Once known as the heart of the Gandhara civilization, Takhtbai or Takht-i-Bhai ( throne of origins) — a small scenic town located some 160 kilometers (99 miles) from capital Islamabad — is the most visited site by the Buddhists, who flock to see the ancient monastery that dated back to the 1st century.

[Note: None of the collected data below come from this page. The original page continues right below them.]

//! Per-sensor value history for sparklines.

use std::collections::{BTreeMap, HashMap, VecDeque};

use chrono::NaiveDateTime;

use super::model::{Reading, SensorId};

/// Maximum number of samples to keep per sensor and parameter.
const MAX_HISTORY_SIZE: usize = 60;

/// Tracks the latest value of every parameter across polls.
///
/// Fed from every applied `/api/latest` result, so the trend shown in the
/// sensors table comes from the same readings as the marker status. A poll
/// that returns the reading already recorded adds no sample.
#[derive(Debug, Clone, Default)]
pub struct ReadingHistory {
    values: HashMap<(SensorId, String), VecDeque<f64>>,
    last: HashMap<SensorId, LastSample>,
}

#[derive(Debug, Clone)]
struct LastSample {
    timestamp: Option<NaiveDateTime>,
    values: BTreeMap<String, f64>,
}

impl LastSample {
    /// Whether `reading` is a different sample from this one.
    ///
    /// With timestamps on both sides only a newer one counts; otherwise the
    /// values decide.
    fn is_superseded_by(&self, reading: &Reading) -> bool {
        match (self.timestamp, reading.timestamp) {
            (Some(previous), Some(current)) => current > previous,
            (None, Some(_)) => true,
            (_, None) => self.values != reading.values,
        }
    }
}

impl ReadingHistory {
    pub fn new() -> Self {
        Self::default()
    }

    /// Record every value of a reading.
    ///
    /// Empty readings and repeats of the last recorded reading are skipped.
    /// Returns whether a sample was added.
    pub fn record(&mut self, reading: &Reading) -> bool {
        if reading.values.is_empty() {
            return false;
        }
        if let Some(last) = self.last.get(&reading.sensor_id) {
            if !last.is_superseded_by(reading) {
                return false;
            }
        }
        self.last.insert(
            reading.sensor_id,
            LastSample {
                timestamp: reading.timestamp,
                values: reading.values.clone(),
            },
        );

        for (key, value) in &reading.values {
            let samples = self.values.entry((reading.sensor_id, key.clone())).or_default();
            samples.push_back(*value);
            if samples.len() > MAX_HISTORY_SIZE {
                samples.pop_front();
            }
        }
        true
    }

    /// Number of samples held for a sensor parameter.
    pub fn len(&self, sensor_id: SensorId, parameter_key: &str) -> usize {
        self.values
            .get(&(sensor_id, parameter_key.to_string()))
            .map_or(0, VecDeque::len)
    }

    /// Get sparkline data (normalized to 0-7 for 8 bar levels).
    ///
    /// Returns an empty Vec if there's not enough history.
    pub fn sparkline(&self, sensor_id: SensorId, parameter_key: &str) -> Vec<u8> {
        let Some(values) = self.values.get(&(sensor_id, parameter_key.to_string())) else {
            return Vec::new();
        };

        if values.len() < 2 {
            return Vec::new();
        }

        let max = values.iter().copied().fold(f64::MIN, f64::max);
        let min = values.iter().copied().fold(f64::MAX, f64::min);
        let range = max - min;

        values
            .iter()
            .map(|&v| {
                if range <= f64::EPSILON {
                    3
                } else {
                    (((v - min) / range) * 7.0).round().clamp(0.0, 7.0) as u8
                }
            })
            .collect()
    }

    /// Change between the last two samples, if there are two.
    pub fn delta(&self, sensor_id: SensorId, parameter_key: &str) -> Option<f64> {
        let values = self.values.get(&(sensor_id, parameter_key.to_string()))?;
        let current = *values.back()?;
        let previous = *values.get(values.len().checked_sub(2)?)?;
        Some(current - previous)
    }
}

#[cfg(test)]
mod tests {
    use super::*;

    fn reading(temp: f64) -> Reading {
        Reading::new(SensorId::Historical(1)).with_value("temperature", temp)
    }

    fn at(hour: u32) -> NaiveDateTime {
        chrono::NaiveDate::from_ymd_opt(2024, 5, 1)
            .unwrap()
            .and_hms_opt(hour, 0, 0)
            .unwrap()
    }

    #[test]
    fn test_sparkline_needs_two_samples() {
        let mut history = ReadingHistory::new();
        history.record(&reading(20.0));
        assert!(history.sparkline(SensorId::Historical(1), "temperature").is_empty());
    }

    #[test]
    fn test_sparkline_normalizes() {
        let mut history = ReadingHistory::new();
        for t in [18.0, 21.0, 24.0] {
            history.record(&reading(t));
        }
        assert_eq!(history.sparkline(SensorId::Historical(1), "temperature"), vec![0, 4, 7]);
    }

    #[test]
    fn test_flat_series_sits_mid_height() {
        let mut history = ReadingHistory::new();
        history.record(&reading(20.0).with_timestamp(at(10)));
        history.record(&reading(20.0).with_timestamp(at(11)));
        assert_eq!(history.sparkline(SensorId::Historical(1), "temperature"), vec![3, 3]);
    }

    #[test]
    fn test_repeated_reading_is_recorded_once() {
        let mut history = ReadingHistory::new();
        let sample = reading(21.5).with_timestamp(at(10));

        assert!(history.record(&sample));
        assert!(!history.record(&sample));
        assert!(!history.record(&sample));

        assert_eq!(history.len(SensorId::Historical(1), "temperature"), 1);
        assert!(history.sparkline(SensorId::Historical(1), "temperature").is_empty());
        assert_eq!(history.delta(SensorId::Historical(1), "temperature"), None);
    }

    #[test]
    fn test_older_timestamp_is_not_recorded() {
        let mut history = ReadingHistory::new();
        history.record(&reading(20.0).with_timestamp(at(11)));

        assert!(!history.record(&reading(25.0).with_timestamp(at(10))));
        assert!(history.record(&reading(22.0).with_timestamp(at(12))));
        assert_eq!(history.delta(SensorId::Historical(1), "temperature"), Some(2.0));
    }

    #[test]
    fn test_untimed_readings_compare_values() {
        let mut history = ReadingHistory::new();
        assert!(history.record(&reading(20.0)));
        assert!(!history.record(&reading(20.0)));
        assert!(history.record(&reading(20.5)));
        assert_eq!(history.len(SensorId::Historical(1), "temperature"), 2);
    }

    #[test]
    fn test_empty_reading_adds_nothing() {
        let mut history = ReadingHistory::new();
        assert!(!history.record(&Reading::new(SensorId::Historical(1))));
        assert_eq!(history.len(SensorId::Historical(1), "temperature"), 0);
    }

    #[test]
    fn test_history_is_bounded() {
        let mut history = ReadingHistory::new();
        for i in 0..100 {
            history.record(&reading(i as f64));
        }
        assert_eq!(history.len(SensorId::Historical(1), "temperature"), MAX_HISTORY_SIZE);
        assert_eq!(history.delta(SensorId::Historical(1), "temperature"), Some(1.0));
    }
}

Korean Buddhists in particular trace their religious origin to the area that is now Pakistan, where Korean monk Hyecho travelled 1,300 years ago.  Takht-I-Bahi was unearthed in early 20th century and in 1980 it was included in the UNESCO World Heritage list as the largest Buddhist remains in Gandhara, along with the Sahr-i-Bahlol urban remains that date back to the same period, located about a kilometer south.

Taxila

The town of Taxila is located some 27 kilometres (17 miles) from Islamabad, is another holy site, which includes a Mesolithic cave and the archaeological remains of several Buddhist monasteries.  Most of the archaeological sites of Taxila (600 BC to 500 AD) are located around Taxila Museum.   For over one thousand years, Taxila remained famous as a centre of learning Gandhara art of sculpture, architecture, education and Buddhism in the days of Buddhist glory.  There are over 50 archaeological sites scattered in a radius of 30 km around Taxila. Some of the  most important sites are: Dhamarajika Stupa and Monastery (300 BC – 200 AD), Bhir Mound (600-200 BC), Sirkap (200 BC – 600 AD), Jandial Temple (c.250 BC) and Jaulian Monastery (200 – 600 AD).   A museum comprising various sections with rich archaeological finds of Taxila, arranged in chronological order and properly labelled, has been established close to the site.

Swat

Swat was described as the “The Valley of the Hanging Chains” by the famous Chinese pilgrim-chroniclers, Faxian and Xuanzang in the fifth and seventh centuries. Swat was once a cradle for major strands of Buddhism, where 1,400 monasteries flourished like Little Vehicle, Great Vehicle and the Esoteric sects. This valley  was the home of the famous Gandhara School of Sculpture which was an expression of Graeco-Roman form in the local Buddhist tradition. The ruins of great Buddhist stupas, monasteries and statues are found all over Swat.  Mingora, 3 km away from Saidu Sharif, has yielded magnificent pieces of Buddhist sculpture and the ruins of a great stupa. Shingardar Stupa is one of the famous located near Bariko Other stupas like Amaan Kot and Jehan-a-Abad are too a great asset.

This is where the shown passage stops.